## DATA PROVIDED
┄┄┄┄┄┄┄┄┄┄

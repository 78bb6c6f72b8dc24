//! Wire frames exchanged between client and backend.
//!
//! Frames are internally tagged JSON objects whose `type` field uses
//! dotted event names (`message.append`, `reaction.toggle`, ...). Client
//! frames carry a correlation id so the backend's confirmation or
//! rejection can be matched against the optimistic local state.

use serde::{Deserialize, Serialize};

use crate::id::{CorrelationId, MessageId, RoomId, ServerSeq, Timestamp, UserId};
use crate::message::{MessageContent, WireMessage};
use crate::presence::PresenceStatus;

/// Machine-readable rejection category attached to error frames.
#[derive(Debug, Clone, Copy, PartialEq, Eq, Serialize, Deserialize)]
#[serde(rename_all = "camelCase")]
pub enum ErrorKind {
    Auth,
    NotFound,
    NotMember,
    Conflict,
}

impl std::fmt::Display for ErrorKind {
    fn fmt(&self, f: &mut std::fmt::Formatter<'_>) -> std::fmt::Result {
        match self {
            Self::Auth => write!(f, "auth"),
            Self::NotFound => write!(f, "notFound"),
            Self::NotMember => write!(f, "notMember"),
            Self::Conflict => write!(f, "conflict"),
        }
    }
}

/// Frames sent by a client toward the backend.
#[derive(Debug, Clone, PartialEq, Eq, Serialize, Deserialize)]
#[serde(tag = "type", rename_all_fields = "camelCase")]
pub enum ClientFrame {
    /// Request to append a message to a room.
    #[serde(rename = "message.append")]
    MessageAppend {
        room_id: RoomId,
        correlation_id: CorrelationId,
        content: MessageContent,
    },
    /// Request to toggle the sender's reaction on a message.
    #[serde(rename = "reaction.toggle")]
    ReactionToggle {
        message_id: MessageId,
        emoji: String,
        correlation_id: CorrelationId,
    },
    /// Typing indicator, fire-and-forget.
    #[serde(rename = "typing.update")]
    TypingUpdate { room_id: RoomId, is_typing: bool },
}

impl ClientFrame {
    /// Returns the correlation id for frames that expect a reply.
    #[must_use]
    pub const fn correlation_id(&self) -> Option<&CorrelationId> {
        match self {
            Self::MessageAppend { correlation_id, .. }
            | Self::ReactionToggle { correlation_id, .. } => Some(correlation_id),
            Self::TypingUpdate { .. } => None,
        }
    }
}

/// Frames broadcast by the backend toward clients.
///
/// Confirmations are the same frame every member receives; the
/// originating client recognizes its own intent by the echoed
/// `correlation_id`.
#[derive(Debug, Clone, PartialEq, Eq, Serialize, Deserialize)]
#[serde(tag = "type", rename_all_fields = "camelCase")]
pub enum ServerFrame {
    /// A message was appended to a room.
    #[serde(rename = "message.append")]
    MessageAppend {
        room_id: RoomId,
        payload: WireMessage,
        #[serde(skip_serializing_if = "Option::is_none")]
        correlation_id: Option<CorrelationId>,
        server_seq: ServerSeq,
    },
    /// A reaction was toggled on a message.
    #[serde(rename = "reaction.toggle")]
    ReactionToggle {
        room_id: RoomId,
        message_id: MessageId,
        user_id: UserId,
        emoji: String,
        #[serde(skip_serializing_if = "Option::is_none")]
        correlation_id: Option<CorrelationId>,
        server_seq: ServerSeq,
    },
    /// A user's online state changed.
    #[serde(rename = "presence.update")]
    PresenceUpdate {
        user_id: UserId,
        status: PresenceStatus,
        #[serde(skip_serializing_if = "Option::is_none")]
        last_seen: Option<Timestamp>,
    },
    /// A user started or stopped typing in a room.
    #[serde(rename = "typing.update")]
    TypingUpdate {
        room_id: RoomId,
        user_id: UserId,
        is_typing: bool,
    },
    /// A client intent was rejected.
    #[serde(rename = "error")]
    Error {
        kind: ErrorKind,
        reason: String,
        #[serde(skip_serializing_if = "Option::is_none")]
        correlation_id: Option<CorrelationId>,
        #[serde(skip_serializing_if = "Option::is_none")]
        room_id: Option<RoomId>,
    },
}
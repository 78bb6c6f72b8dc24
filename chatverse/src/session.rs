//! Session lifecycle and identity validation.

use chatverse_proto::id::{Timestamp, UserId};

use crate::error::ClientError;

/// Maximum accepted display-name length in characters.
pub const MAX_USERNAME_LEN: usize = 32;

/// A chat participant's identity.
#[derive(Debug, Clone, PartialEq, Eq)]
pub struct User {
    /// Stable opaque identifier.
    pub id: UserId,
    /// Display name shown next to messages.
    pub name: String,
    /// Emoji avatar.
    pub avatar: String,
}

impl User {
    /// Creates a user record.
    pub fn new(id: impl Into<String>, name: impl Into<String>, avatar: impl Into<String>) -> Self {
        Self {
            id: UserId::new(id),
            name: name.into(),
            avatar: avatar.into(),
        }
    }
}

/// Proof of an established session.
///
/// Holding a handle means the identity passed validation and the user is
/// considered online until [`SessionManager::disconnect`] is called.
#[derive(Debug, Clone, PartialEq, Eq)]
pub struct SessionHandle {
    /// The authenticated user.
    pub user: User,
    /// When the session was established.
    pub connected_at: Timestamp,
}

/// Validates identities and tracks the active session.
///
/// There is no real credential check; validation guards against blank or
/// garbage display names before they reach the backend.
#[derive(Debug, Default)]
pub struct SessionManager {
    current: Option<SessionHandle>,
}

impl SessionManager {
    /// Creates a manager with no active session.
    #[must_use]
    pub const fn new() -> Self {
        Self { current: None }
    }

    /// Establishes a session for the given user.
    ///
    /// The display name is trimmed and stripped of control characters
    /// before validation.
    ///
    /// # Errors
    ///
    /// Returns [`ClientError::Auth`] if the name is empty after
    /// sanitization, exceeds [`MAX_USERNAME_LEN`], or a session is
    /// already active.
    pub fn connect(&mut self, user: User) -> Result<SessionHandle, ClientError> {
        if self.current.is_some() {
            return Err(ClientError::Auth("a session is already active".into()));
        }

        let name = sanitize_username(&user.name);
        if name.is_empty() {
            return Err(ClientError::Auth("username cannot be empty".into()));
        }
        if name.chars().count() > MAX_USERNAME_LEN {
            return Err(ClientError::Auth(format!(
                "username exceeds {MAX_USERNAME_LEN} characters"
            )));
        }

        let handle = SessionHandle {
            user: User { name, ..user },
            connected_at: Timestamp::now(),
        };
        tracing::info!(user_id = %handle.user.id, "session established");
        self.current = Some(handle.clone());
        Ok(handle)
    }

    /// Tears down the active session.
    ///
    /// Returns the moment of disconnection, which callers record as the
    /// user's last-seen time. Idempotent: returns `None` when no session
    /// is active.
    pub fn disconnect(&mut self) -> Option<Timestamp> {
        let handle = self.current.take()?;
        let last_seen = Timestamp::now();
        tracing::info!(user_id = %handle.user.id, "session closed");
        Some(last_seen)
    }

    /// Returns the active session handle, if any.
    #[must_use]
    pub const fn current(&self) -> Option<&SessionHandle> {
        self.current.as_ref()
    }
}

/// Trims whitespace and removes control characters from a display name.
fn sanitize_username(raw: &str) -> String {
    raw.trim().chars().filter(|c| !c.is_control()).collect()
}
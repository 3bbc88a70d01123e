/// Bookmarked colleges
///
/// # Endpoints
///
/// - `GET /api/bookmarks/colleges` - List own bookmarks, newest first
/// - `POST /api/bookmarks/colleges` - Add or remove a bookmark
/// - `GET /api/bookmarks/colleges/check?unitid=` - Whether a college is bookmarked
///
/// The check endpoint runs behind the optional session layer and answers
/// `false` for anonymous callers rather than 401, so college pages can call
/// it unconditionally.

use crate::{
    app::AppState,
    error::{ApiError, ApiResult},
    routes::non_blank,
};
use axum::{
    extract::{Query, State},
    Extension, Json,
};
use collegecomps_shared::{
    auth::middleware::AuthContext,
    models::bookmark::{Bookmark, NewBookmark},
};
use serde::{Deserialize, Serialize};
use serde_json::{json, Value};

#[derive(Debug, Deserialize)]
pub struct BookmarkRequest {
    pub unitid: Option<i64>,
    /// `add` or `remove`
    pub action: Option<String>,
    pub institution_name: Option<String>,
    pub city: Option<String>,
    pub state: Option<String>,
    pub control: Option<String>,
}

#[derive(Debug, Deserialize)]
pub struct CheckQuery {
    pub unitid: Option<String>,
}

#[derive(Debug, Serialize)]
#[serde(rename_all = "camelCase")]
pub struct CheckResponse {
    pub is_bookmarked: bool,
}

pub async fn list_bookmarks(
    State(state): State<AppState>,
    Extension(auth): Extension<AuthContext>,
) -> ApiResult<Json<Value>> {
    let bookmarks = Bookmark::list_by_user(&state.db, auth.user_id).await?;
    Ok(Json(json!({ "bookmarks": bookmarks })))
}

/// Add or remove a bookmark
///
/// # Errors
///
/// - `400 Bad Request`: Missing `unitid`/`action` or unknown action
/// - `409 Conflict`: College already bookmarked
pub async fn update_bookmark(
    State(state): State<AppState>,
    Extension(auth): Extension<AuthContext>,
    Json(req): Json<BookmarkRequest>,
) -> ApiResult<Json<Value>> {
    let (Some(unitid), Some(action)) = (req.unitid, non_blank(&req.action)) else {
        return Err(ApiError::BadRequest("Missing required fields".to_string()));
    };

    match action {
        "add" => {
            let text = |value: &Option<String>| non_blank(value).map(str::to_string);
            let data = NewBookmark {
                unitid,
                institution_name: text(&req.institution_name),
                city: text(&req.city),
                state: text(&req.state),
                control: text(&req.control),
            };

            Bookmark::create(&state.db, auth.user_id, data)
                .await
                .map_err(|e| match e {
                    sqlx::Error::Database(ref db) if db.is_unique_violation() => {
                        ApiError::Conflict("College already bookmarked".to_string())
                    }
                    other => other.into(),
                })?;

            Ok(Json(json!({
                "success": true,
                "message": "College bookmarked successfully",
            })))
        }
        "remove" => {
            Bookmark::delete(&state.db, auth.user_id, unitid).await?;

            Ok(Json(json!({
                "success": true,
                "message": "Bookmark removed successfully",
            })))
        }
        _ => Err(ApiError::BadRequest("Invalid action".to_string())),
    }
}

/// Whether the caller has bookmarked `unitid`
///
/// Only a missing `unitid` from a signed-in caller is an error; every other
/// failure reads as "not bookmarked".
pub async fn check_bookmark(
    State(state): State<AppState>,
    auth: Option<Extension<AuthContext>>,
    Query(query): Query<CheckQuery>,
) -> ApiResult<Json<CheckResponse>> {
    let not_bookmarked = Json(CheckResponse { is_bookmarked: false });

    let Some(Extension(auth)) = auth else {
        return Ok(not_bookmarked);
    };

    let unitid = non_blank(&query.unitid)
        .ok_or_else(|| ApiError::BadRequest("Missing unitid".to_string()))?;

    let Ok(unitid) = unitid.parse::<i64>() else {
        return Ok(not_bookmarked);
    };

    match Bookmark::exists(&state.db, auth.user_id, unitid).await {
        Ok(is_bookmarked) => Ok(Json(CheckResponse { is_bookmarked })),
        Err(e) => {
            tracing::warn!(user_id = auth.user_id, unitid, error = %e, "Bookmark check failed");
            Ok(not_bookmarked)
        }
    }
}
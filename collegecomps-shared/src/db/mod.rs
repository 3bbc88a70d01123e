/// Database layer for CollegeComps
///
/// # Modules
///
/// - `pool`: SQLite connection pools with health checks
/// - `migrations`: Embedded schema migrations for the users database
/// - Models are in the `models` module at crate root level

pub mod migrations;
pub mod pool;
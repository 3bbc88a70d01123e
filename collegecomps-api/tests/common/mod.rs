//! Common test utilities for integration tests
//!
//! Each [`TestContext`] owns a fresh in-memory database with migrations
//! applied, a router wired to an [`OutboxMailer`], and helpers for creating
//! accounts and sending requests.

#![allow(dead_code)]

use axum::body::Body;
use axum::http::{header, Method, Request, StatusCode};
use axum::Router;
use collegecomps_api::app::{build_router, AppState};
use collegecomps_api::config::{ApiConfig, Config, DatabaseConfig, EmailConfig, JwtConfig, StripeConfig};
use collegecomps_shared::auth::jwt::{create_token, Claims};
use collegecomps_shared::auth::password::hash_password;
use collegecomps_shared::db::migrations::run_migrations;
use collegecomps_shared::db::pool::{self, create_pool};
use collegecomps_shared::email::OutboxMailer;
use collegecomps_shared::models::user::{CreateUser, SubscriptionUpdate, User};
use serde_json::Value;
use sqlx::SqlitePool;
use std::sync::Arc;
use tower::ServiceExt;
use uuid::Uuid;

pub const JWT_SECRET: &str = "test-secret-key-at-least-32-bytes-long";
pub const WEBHOOK_SECRET: &str = "whsec_test_secret";
pub const TEST_PASSWORD: &str = "correct-horse-battery";

pub fn test_config() -> Config {
    Config {
        api: ApiConfig {
            host: "127.0.0.1".to_string(),
            port: 0,
            base_url: "http://localhost:3000".to_string(),
            cors_origins: vec!["*".to_string()],
            production: false,
            admin_email_domain: "staff.collegecomps.com".to_string(),
        },
        database: DatabaseConfig {
            url: "sqlite::memory:".to_string(),
            max_connections: 1,
            college_url: None,
        },
        jwt: JwtConfig {
            secret: JWT_SECRET.to_string(),
        },
        email: EmailConfig {
            resend_api_key: None,
            from: "noreply@collegecomps.com".to_string(),
            support_email: "support@collegecomps.com".to_string(),
        },
        stripe: StripeConfig {
            secret_key: None,
            webhook_secret: Some(WEBHOOK_SECRET.to_string()),
            premium_monthly_price_id: Some("price_monthly".to_string()),
            premium_annual_price_id: Some("price_annual".to_string()),
        },
    }
}

/// Test context containing all necessary resources
pub struct TestContext {
    pub db: SqlitePool,
    pub app: Router,
    pub outbox: OutboxMailer,
    pub config: Config,
}

/// A decoded response
pub struct TestResponse {
    pub status: StatusCode,
    pub headers: axum::http::HeaderMap,
    pub body: Value,
    pub text: String,
}

impl TestContext {
    /// Creates a context with a fresh database
    pub async fn new() -> anyhow::Result<Self> {
        Self::build(None).await
    }

    /// Creates a context whose router also reads `college` as the college
    /// facts database
    pub async fn with_college_db(college: SqlitePool) -> anyhow::Result<Self> {
        Self::build(Some(college)).await
    }

    async fn build(college: Option<SqlitePool>) -> anyhow::Result<Self> {
        let config = test_config();

        let db = create_pool(pool::DatabaseConfig::in_memory()).await?;
        run_migrations(&db).await?;

        let outbox = OutboxMailer::new();
        let mut state =
            AppState::new(db.clone(), config.clone())?.with_mailer(Arc::new(outbox.clone()));
        if let Some(college) = college {
            state = state.with_college_db(college);
        }
        let app = build_router(state);

        Ok(Self {
            db,
            app,
            outbox,
            config,
        })
    }

    /// Creates a credentials account with [`TEST_PASSWORD`]
    pub async fn create_user(&self, email: &str) -> anyhow::Result<User> {
        let user = User::create(
            &self.db,
            CreateUser {
                email: email.to_lowercase(),
                password_hash: Some(hash_password(TEST_PASSWORD)?),
                name: Some("Test User".to_string()),
                provider: "credentials".to_string(),
            },
        )
        .await?;

        Ok(user)
    }

    /// Creates an account with a random address
    pub async fn random_user(&self) -> anyhow::Result<User> {
        self.create_user(&format!("test-{}@example.com", Uuid::new_v4())).await
    }

    /// Creates a premium account with a random address
    pub async fn premium_user(&self) -> anyhow::Result<User> {
        let user = self.random_user().await?;
        User::update_subscription(
            &self.db,
            user.id,
            SubscriptionUpdate {
                tier: "premium".to_string(),
                status: "active".to_string(),
                expires_at: None,
                stripe_customer_id: Some(format!("cus_{}", user.id)),
            },
        )
        .await?;

        Ok(User::find_by_id(&self.db, user.id)
            .await?
            .ok_or_else(|| anyhow::anyhow!("premium user vanished"))?)
    }

    /// Bearer token for a user, signed the same way `/auth/login` signs it
    pub fn token_for(&self, user: &User) -> String {
        create_token(&Claims::new(user.id, &user.email), JWT_SECRET).expect("sign test token")
    }

    /// Sends a request, optionally with a JSON body and a bearer token
    pub async fn request(
        &self,
        method: Method,
        uri: &str,
        body: Option<Value>,
        token: Option<&str>,
    ) -> TestResponse {
        let mut builder = Request::builder().method(method).uri(uri);

        if let Some(token) = token {
            builder = builder.header(header::AUTHORIZATION, format!("Bearer {}", token));
        }

        let request = match body {
            Some(body) => builder
                .header(header::CONTENT_TYPE, "application/json")
                .body(Body::from(body.to_string())),
            None => builder.body(Body::empty()),
        }
        .expect("build request");

        self.send(request).await
    }

    /// Sends a prepared request through the router
    pub async fn send(&self, request: Request<Body>) -> TestResponse {
        let response = self.app.clone().oneshot(request).await.expect("router is infallible");

        let status = response.status();
        let headers = response.headers().clone();
        let bytes = axum::body::to_bytes(response.into_body(), usize::MAX)
            .await
            .expect("read body");
        let text = String::from_utf8_lossy(&bytes).to_string();
        let body = serde_json::from_slice(&bytes).unwrap_or(Value::Null);

        TestResponse {
            status,
            headers,
            body,
            text,
        }
    }

    pub async fn get(&self, uri: &str, token: Option<&str>) -> TestResponse {
        self.request(Method::GET, uri, None, token).await
    }

    pub async fn post(&self, uri: &str, body: Value, token: Option<&str>) -> TestResponse {
        self.request(Method::POST, uri, Some(body), token).await
    }

    pub async fn delete(&self, uri: &str, body: Option<Value>, token: Option<&str>) -> TestResponse {
        self.request(Method::DELETE, uri, body, token).await
    }

    pub async fn put(&self, uri: &str, body: Value, token: Option<&str>) -> TestResponse {
        self.request(Method::PUT, uri, Some(body), token).await
    }

    pub async fn patch(&self, uri: &str, body: Value, token: Option<&str>) -> TestResponse {
        self.request(Method::PATCH, uri, Some(body), token).await
    }
}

┄┄┄┄┄┄┄┄┄┄

## YOUR TASK
Only the number should be given: how many lines in the entries above contain the string "PresenceStatus"?

## YOUR SOLUTION
2